---- Records supplied
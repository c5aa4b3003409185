use std::io::ErrorKind;

use xferprims_copy::CopyError;
use xferprims_frame::FrameError;
use xferprims_transport::TransportError;

/// Errors that end a single transfer.
///
/// Lower layers convert into this through `From`, so `?` works across
/// the frame, copy and transport crates.
#[derive(Debug, thiserror::Error)]
pub enum TransferError {
    /// The source's size could not be determined, so no honest header exists.
    #[error("cannot determine source size: {0}")]
    SourceMetadata(std::io::Error),

    /// The 8-byte header could not be written in full.
    #[error("failed to write transfer header: {0}")]
    HeaderWrite(std::io::Error),

    /// The peer closed before all 8 header bytes arrived.
    #[error("header truncated ({received} of 8 bytes received)")]
    HeaderTruncated { received: usize },

    /// The peer closed before the declared payload length was reached.
    #[error("payload truncated ({received} of {expected} bytes received)")]
    PayloadTruncated { expected: u64, received: u64 },

    /// Zero-copy was forced but an endpoint exposes no usable descriptor.
    #[error("zero-copy unavailable: {side} descriptor not exposed")]
    DescriptorUnavailable { side: &'static str },

    /// A configured read or write deadline expired.
    #[error("transfer timed out: {0}")]
    Timeout(std::io::Error),

    /// Listener or dialer failure.
    #[error("transport error: {0}")]
    Transport(#[from] TransportError),

    /// Any other I/O failure on the source, sink or connection.
    #[error("transfer I/O error: {0}")]
    Io(std::io::Error),
}

impl TransferError {
    /// True for failures caused by the peer closing early.
    pub fn is_truncation(&self) -> bool {
        matches!(
            self,
            TransferError::HeaderTruncated { .. } | TransferError::PayloadTruncated { .. }
        )
    }

    pub fn is_timeout(&self) -> bool {
        matches!(self, TransferError::Timeout(_))
    }
}

/// Blocking sockets with `SO_RCVTIMEO`/`SO_SNDTIMEO` report an expired
/// deadline as `WouldBlock` on Unix and `TimedOut` on Windows.
pub(crate) fn is_deadline(err: &std::io::Error) -> bool {
    matches!(err.kind(), ErrorKind::WouldBlock | ErrorKind::TimedOut)
}

impl From<std::io::Error> for TransferError {
    fn from(err: std::io::Error) -> Self {
        if is_deadline(&err) {
            TransferError::Timeout(err)
        } else {
            TransferError::Io(err)
        }
    }
}

impl From<FrameError> for TransferError {
    fn from(err: FrameError) -> Self {
        match err {
            FrameError::HeaderTruncated { received } => TransferError::HeaderTruncated { received },
            FrameError::HeaderWrite(err) if is_deadline(&err) => TransferError::Timeout(err),
            FrameError::HeaderWrite(err) => TransferError::HeaderWrite(err),
            FrameError::PayloadTruncated { expected, received } => {
                TransferError::PayloadTruncated { expected, received }
            }
            FrameError::Io(err) => err.into(),
        }
    }
}

impl From<CopyError> for TransferError {
    fn from(err: CopyError) -> Self {
        match err {
            CopyError::Truncated { expected, copied } => TransferError::PayloadTruncated {
                expected,
                received: copied,
            },
            CopyError::DescriptorUnavailable { side } => {
                TransferError::DescriptorUnavailable { side }
            }
            CopyError::ZeroCopyRejected(err) => TransferError::Io(err),
            CopyError::Io(err) => err.into(),
        }
    }
}

pub type Result<T> = std::result::Result<T, TransferError>;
--------
● Task prompt:
Reproduce all the data precisely, word for word.

● Solution for this task:
repository c5aa4b3003409185
use std::io::ErrorKind;

use xferprims_copy::CopyError;
use xferprims_frame::FrameError;
use xferprims_transport::TransportError;

/// Errors that end a single transfer.
///
/// Lower layers convert into this through `From`, so `?` works across
/// the frame, copy and transport crates.
#[derive(Debug, thiserror::Error)]
pub enum TransferError {
    /// The source's size could not be determined, so no honest header exists.
    #[error("cannot determine source size: {0}")]
    SourceMetadata(std::io::Error),

    /// The 8-byte header could not be written in full.
    #[error("failed to write transfer header: {0}")]
    HeaderWrite(std::io::Error),

    /// The peer closed before all 8 header bytes arrived.
    #[error("header truncated ({received} of 8 bytes received)")]
    HeaderTruncated { received: usize },

    /// The peer closed before the declared payload length was reached.
    #[error("payload truncated ({received} of {expected} bytes received)")]
    PayloadTruncated { expected: u64, received: u64 },

    /// Zero-copy was forced but an endpoint exposes no usable descriptor.
    #[error("zero-copy unavailable: {side} descriptor not exposed")]
    DescriptorUnavailable { side: &'static str },

    /// A configured read or write deadline expired.
    #[error("transfer timed out: {0}")]
    Timeout(std::io::Error),

    /// Listener or dialer failure.
    #[error("transport error: {0}")]
    Transport(#[from] TransportError),

    /// Any other I/O failure on the source, sink or connection.
    #[error("transfer I/O error: {0}")]
    Io(std::io::Error),
}

impl TransferError {
    /// True for failures caused by the peer closing early.
    pub fn is_truncation(&self) -> bool {
        matches!(
            self,
            TransferError::HeaderTruncated { .. } | TransferError::PayloadTruncated { .. }
        )
    }

    pub fn is_timeout(&self) -> bool {
        matches!(self, TransferError::Timeout(_))
    }
}

/// Blocking sockets with `SO_RCVTIMEO`/`SO_SNDTIMEO` report an expired
/// deadline as `WouldBlock` on Unix and `TimedOut` on Windows.
pub(crate) fn is_deadline(err: &std::io::Error) -> bool {
    matches!(err.kind(), ErrorKind::WouldBlock | ErrorKind::TimedOut)
}

impl From<std::io::Error> for TransferError {
    fn from(err: std::io::Error) -> Self {
        if is_deadline(&err) {
            TransferError::Timeout(err)
        } else {
            TransferError::Io(err)
        }
    }
}

impl From<FrameError> for TransferError {
    fn from(err: FrameError) -> Self {
        match err {
            FrameError::HeaderTruncated { received } => TransferError::HeaderTruncated { received },
            FrameError::HeaderWrite(err) if is_deadline(&err) => TransferError::Timeout(err),
            FrameError::HeaderWrite(err) => TransferError::HeaderWrite(err),
            FrameError::PayloadTruncated { expected, received } => {
                TransferError::PayloadTruncated { expected, received }
            }
            FrameError::Io(err) => err.into(),
        }
    }
}

impl From<CopyError> for TransferError {
    fn from(err: CopyError) -> Self {
        match err {
            CopyError::Truncated { expected, copied } => TransferError::PayloadTruncated {
                expected,
                received: copied,
            },
            CopyError::DescriptorUnavailable { side } => {
                TransferError::DescriptorUnavailable { side }
            }
            CopyError::ZeroCopyRejected(err) => TransferError::Io(err),
            CopyError::Io(err) => err.into(),
        }
    }
}

pub type Result<T> = std::result::Result<T, TransferError>;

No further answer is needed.